Weight fluctuates

jodiekouns
jodiekouns Posts: 23 Member
edited November 11 in Introduce Yourself
I got on the scale this morning (straight out of bed) and weighed 221. I have been weighing 225 but I didn't believe the 221 so I worked out drank water and got back on the sce and it was up to 224. Why does it go up and down and how do I know the right weight??

Replies

  • Codilee87
    Codilee87 Posts: 509 Member
    Your best bet for a consistent weigh-in is to do it at the same time every day - but only record it once a week. I weigh myself in the morning while I'm brushing my teeth and record my weight on Mondays. Also be aware that water-retention is almost unavoidable during your period so don't get discouraged if you go up a couple lbs very suddenly - it will be gone in few days and if you stay focused on your diet/exercise regime you'll probably go down a little extra.
  • jodiekouns
    jodiekouns Posts: 23 Member
    Codilee87 wrote: »
    Your best bet for a consistent weigh-in is to do it at the same time every day - but only record it once a week. I weigh myself in the morning while I'm brushing my teeth and record my weight on Mondays. Also be aware that water-retention is almost unavoidable during your period so don't get discouraged if you go up a couple lbs very suddenly - it will be gone in few days and if you stay focused on your diet/exercise regime you'll probably go down a little extra.

    Ty!!!
  • JayRuby84
    JayRuby84 Posts: 557 Member
    You swell quite a lot when you work out. I retain water like nobody's business when I'm lifting and it takes a few days of no lifting for the water to settle down. Log your weight either daily or weekly and keep track of your "trend" using MFPs chart.
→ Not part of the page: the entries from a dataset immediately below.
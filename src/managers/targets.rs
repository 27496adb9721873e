//! Registry of live targets.
//!
//! The [`TargetManager`] owns the main target for the lifetime of the
//! inspector session and tracks worker targets as the remote end reports
//! them created and terminated.
//!
//! # Example
//!
//! ```ignore
//! let manager = TargetManager::new(env)?;
//! manager.add_event_listener(|event| match event {
//!     TargetManagerEvent::TargetAdded { target } => println!("+ {}", target.display_name()),
//!     TargetManagerEvent::TargetRemoved { target } => println!("- {}", target.display_name()),
//! });
//!
//! let worker = manager.worker_created("worker-1", "https://example.com/w.js", agents)?;
//! manager.worker_terminated(worker.identifier());
//! ```

// ============================================================================
// Imports
// ============================================================================

use std::fmt;

use parking_lot::{Mutex, RwLock};
use rustc_hash::{FxHashMap, FxHashSet};
use tracing::{info, warn};

use crate::backend::{Agents, Connection};
use crate::environment::Environment;
use crate::error::{Error, Result};
use crate::events::Listeners;
use crate::identifiers::{ListenerId, TargetId};
use crate::target::Target;

// ============================================================================
// TargetManagerEvent
// ============================================================================

/// Notification published by a [`TargetManager`].
#[derive(Debug, Clone)]
pub enum TargetManagerEvent {
    /// A worker target was created and registered.
    TargetAdded {
        /// The new target.
        target: Target,
    },
    /// A worker target was unregistered.
    TargetRemoved {
        /// The removed target.
        target: Target,
    },
}

// ============================================================================
// TargetManager
// ============================================================================

/// Registry of the main target and all live worker targets.
pub struct TargetManager {
    env: Environment,
    main: Target,
    workers: RwLock<FxHashMap<TargetId, Target>>,
    /// Identifiers reserved while their target is being constructed.
    pending: Mutex<FxHashSet<TargetId>>,
    listeners: Listeners<TargetManagerEvent>,
}

impl fmt::Debug for TargetManager {
    fn fmt(&self, f: &mut fmt::Formatter<'_>) -> fmt::Result {
        f.debug_struct("TargetManager")
            .field("main", &self.main)
            .field("workers", &self.worker_count())
            .finish_non_exhaustive()
    }
}

impl TargetManager {
    /// Creates the manager and its main target.
    ///
    /// # Errors
    ///
    /// Returns an error if the main target cannot be created.
    pub fn new(env: Environment) -> Result<Self> {
        let main = Target::new_main(&env)?;
        info!(display_name = %main.display_name(), "Main target created");

        Ok(Self {
            env,
            main,
            workers: RwLock::new(FxHashMap::default()),
            pending: Mutex::new(FxHashSet::default()),
            listeners: Listeners::new(),
        })
    }
}

// ============================================================================
// TargetManager - Accessors
// ============================================================================

impl TargetManager {
    /// Returns the shared environment.
    #[inline]
    #[must_use]
    pub fn environment(&self) -> &Environment {
        &self.env
    }

    /// Returns the main target.
    #[inline]
    #[must_use]
    pub fn main_target(&self) -> &Target {
        &self.main
    }

    /// Returns the target with `target_id`.
    #[must_use]
    pub fn target(&self, target_id: &TargetId) -> Option<Target> {
        if target_id.is_main() {
            return Some(self.main.clone());
        }
        self.workers.read().get(target_id).cloned()
    }

    /// Returns all targets: main first, then workers ordered by identifier.
    #[must_use]
    pub fn targets(&self) -> Vec<Target> {
        let mut workers: Vec<Target> = self.workers.read().values().cloned().collect();
        workers.sort_by(|a, b| a.identifier().cmp(b.identifier()));

        let mut targets = Vec::with_capacity(workers.len() + 1);
        targets.push(self.main.clone());
        targets.extend(workers);
        targets
    }

    /// Returns the number of live worker targets.
    #[must_use]
    pub fn worker_count(&self) -> usize {
        self.workers.read().len()
    }
}

// ============================================================================
// TargetManager - Worker Lifecycle
// ============================================================================

impl TargetManager {
    /// Creates and registers a target for a newly reported worker.
    ///
    /// The worker gets its own connection exposing `agents`.
    ///
    /// # Errors
    ///
    /// - [`Error::DuplicateTarget`] if `worker_id` is already registered
    /// - any error from [`Target::new_worker`]
    pub fn worker_created(
        &self,
        worker_id: impl Into<TargetId>,
        name: impl Into<String>,
        agents: Agents,
    ) -> Result<Target> {
        let worker_id = worker_id.into();
        self.reserve(&worker_id)?;

        let connection = Connection::worker(worker_id.clone(), agents);
        let target = match Target::new_worker(&self.env, worker_id.clone(), name, connection) {
            Ok(target) => target,
            Err(error) => {
                self.pending.lock().remove(&worker_id);
                return Err(error);
            }
        };

        self.workers.write().insert(worker_id.clone(), target.clone());
        self.pending.lock().remove(&worker_id);

        info!(worker_id = %worker_id, display_name = %target.display_name(), "Worker target created");
        self.listeners.dispatch(&TargetManagerEvent::TargetAdded {
            target: target.clone(),
        });
        Ok(target)
    }

    /// Claims `worker_id` for construction.
    ///
    /// Registration happens before the claim is released, so a concurrent
    /// or re-entrant call sees the identifier in one of the two sets.
    fn reserve(&self, worker_id: &TargetId) -> Result<()> {
        let mut pending = self.pending.lock();
        if worker_id.is_main()
            || self.workers.read().contains_key(worker_id)
            || !pending.insert(worker_id.clone())
        {
            warn!(worker_id = %worker_id, "Worker already registered");
            return Err(Error::duplicate_target(worker_id.clone()));
        }
        Ok(())
    }

    /// Unregisters a terminated worker, returning its target.
    pub fn worker_terminated(&self, worker_id: &TargetId) -> Option<Target> {
        let target = self.workers.write().remove(worker_id)?;

        info!(worker_id = %worker_id, "Worker target removed");
        self.listeners.dispatch(&TargetManagerEvent::TargetRemoved {
            target: target.clone(),
        });
        Some(target)
    }
}

// ============================================================================
// TargetManager - Listeners
// ============================================================================

impl TargetManager {
    /// Registers a listener for target additions and removals.
    pub fn add_event_listener(
        &self,
        listener: impl Fn(&TargetManagerEvent) + Send + Sync + 'static,
    ) -> ListenerId {
        self.listeners.add(listener)
    }

    /// Removes a listener. Returns `false` if it was not registered.
    pub fn remove_event_listener(&self, id: ListenerId) -> bool {
        self.listeners.remove(id)
    }
}

// ============================================================================
// Tests
// ============================================================================

#[cfg(test)]
mod tests {
    use super::*;

    use std::sync::Arc;

    use crate::backend::RuntimeAgent;
    use crate::managers::FrameResourceManager;
    use crate::model::{Resource, ResourceType};

    fn manager() -> TargetManager {
        TargetManager::new(Environment::builder().build()).unwrap()
    }

    #[test]
    fn test_main_target_registered() {
        let manager = manager();
        assert!(manager.main_target().identifier().is_main());
        assert!(manager.target(&TargetId::main()).unwrap().ptr_eq(manager.main_target()));
        assert_eq!(manager.targets().len(), 1);
    }

    #[test]
    fn test_worker_lifecycle_events() {
        let manager = manager();
        let log = Arc::new(Mutex::new(Vec::new()));
        let seen = Arc::clone(&log);
        manager.add_event_listener(move |event| {
            let entry = match event {
                TargetManagerEvent::TargetAdded { target } => format!("+{}", target.identifier()),
                TargetManagerEvent::TargetRemoved { target } => format!("-{}", target.identifier()),
            };
            seen.lock().push(entry);
        });

        let worker = manager.worker_created("w1", "w.js", Agents::new()).unwrap();
        assert!(manager.target(&TargetId::new("w1")).unwrap().ptr_eq(&worker));
        assert!(worker.connection().target().unwrap().ptr_eq(&worker));

        let removed = manager.worker_terminated(&TargetId::new("w1")).unwrap();
        assert!(removed.ptr_eq(&worker));
        assert!(manager.worker_terminated(&TargetId::new("w1")).is_none());

        assert_eq!(*log.lock(), ["+w1", "-w1"]);
    }

    #[test]
    fn test_duplicate_worker_refused() {
        let manager = manager();
        manager.worker_created("w1", "w.js", Agents::new()).unwrap();

        let err = manager.worker_created("w1", "w.js", Agents::new()).unwrap_err();
        assert!(matches!(err, Error::DuplicateTarget { .. }));
        assert_eq!(manager.worker_count(), 1);

        let err = manager.worker_created("", "w.js", Agents::new()).unwrap_err();
        assert!(err.is_duplicate());
    }

    #[test]
    fn test_targets_ordered() {
        let manager = manager();
        manager.worker_created("w2", "b.js", Agents::new()).unwrap();
        manager.worker_created("w1", "a.js", Agents::new()).unwrap();

        let ids: Vec<String> = manager
            .targets()
            .iter()
            .map(|t| t.identifier().to_string())
            .collect();
        assert_eq!(ids, ["", "w1", "w2"]);
    }

    #[test]
    fn test_worker_claims_orphans() {
        let frames = Arc::new(FrameResourceManager::new());
        let manager = TargetManager::new(Environment::builder().frames(frames.clone()).build()).unwrap();
        let orphan = Arc::new(Resource::new("https://example.com/w.js", ResourceType::Script));
        frames.record_orphaned_resource(&TargetId::new("w1"), Arc::clone(&orphan));

        let worker = manager.worker_created("w1", "w.js", Agents::new()).unwrap();
        assert!(worker.has_resource(orphan.id()));
    }

    #[test]
    fn test_duplicate_refused_while_first_is_constructing() {
        struct Reentrant {
            manager: Mutex<Option<Arc<TargetManager>>>,
            nested: Mutex<Option<Result<Target>>>,
        }

        impl RuntimeAgent for Reentrant {
            fn enable(&self) {
                let manager = self.manager.lock().clone();
                if let Some(manager) = manager {
                    *self.nested.lock() = Some(manager.worker_created("w1", "w.js", Agents::new()));
                }
            }
            fn enable_type_profiler(&self) {}
            fn enable_control_flow_profiler(&self) {}
        }

        let frames = Arc::new(FrameResourceManager::new());
        let manager =
            Arc::new(TargetManager::new(Environment::builder().frames(frames.clone()).build()).unwrap());
        let orphan = Arc::new(Resource::new("https://example.com/w.js", ResourceType::Script));
        frames.record_orphaned_resource(&TargetId::new("w1"), Arc::clone(&orphan));

        let agent = Arc::new(Reentrant {
            manager: Mutex::new(Some(Arc::clone(&manager))),
            nested: Mutex::new(None),
        });
        let worker = manager
            .worker_created("w1", "w.js", Agents::new().with_runtime(agent.clone()))
            .unwrap();

        let nested = agent.nested.lock().take().unwrap();
        assert!(matches!(nested, Err(Error::DuplicateTarget { .. })));
        assert!(worker.has_resource(orphan.id()));
        assert_eq!(manager.worker_count(), 1);
        assert!(manager.target(&TargetId::new("w1")).unwrap().ptr_eq(&worker));

        // Break the agent -> manager cycle.
        agent.manager.lock().take();
    }

    #[test]
    fn test_terminated_worker_id_reusable() {
        let manager = manager();
        manager.worker_created("w1", "w.js", Agents::new()).unwrap();
        manager.worker_terminated(&TargetId::new("w1")).unwrap();

        let again = manager.worker_created("w1", "w.js", Agents::new()).unwrap();
        assert!(manager.target(&TargetId::new("w1")).unwrap().ptr_eq(&again));
    }
}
    PS, your period (if you have them) will impact your weight. It throws me off and pisses me off actually, but it's to be expected.
  • jodiekouns
    jodiekouns Posts: 23 Member
    JayRuby84 wrote: »
    You swell quite a lot when you work out. I retain water like nobody's business when I'm lifting and it takes a few days of no lifting for the water to settle down. Log your weight either daily or weekly and keep track of your "trend" using MFPs chart.

    PS, your period (if you have them) will impact your weight. It throws me off and pisses me off actually, but it's to be expected

    Thanks for the advice!! My workout almost killed me this morning!!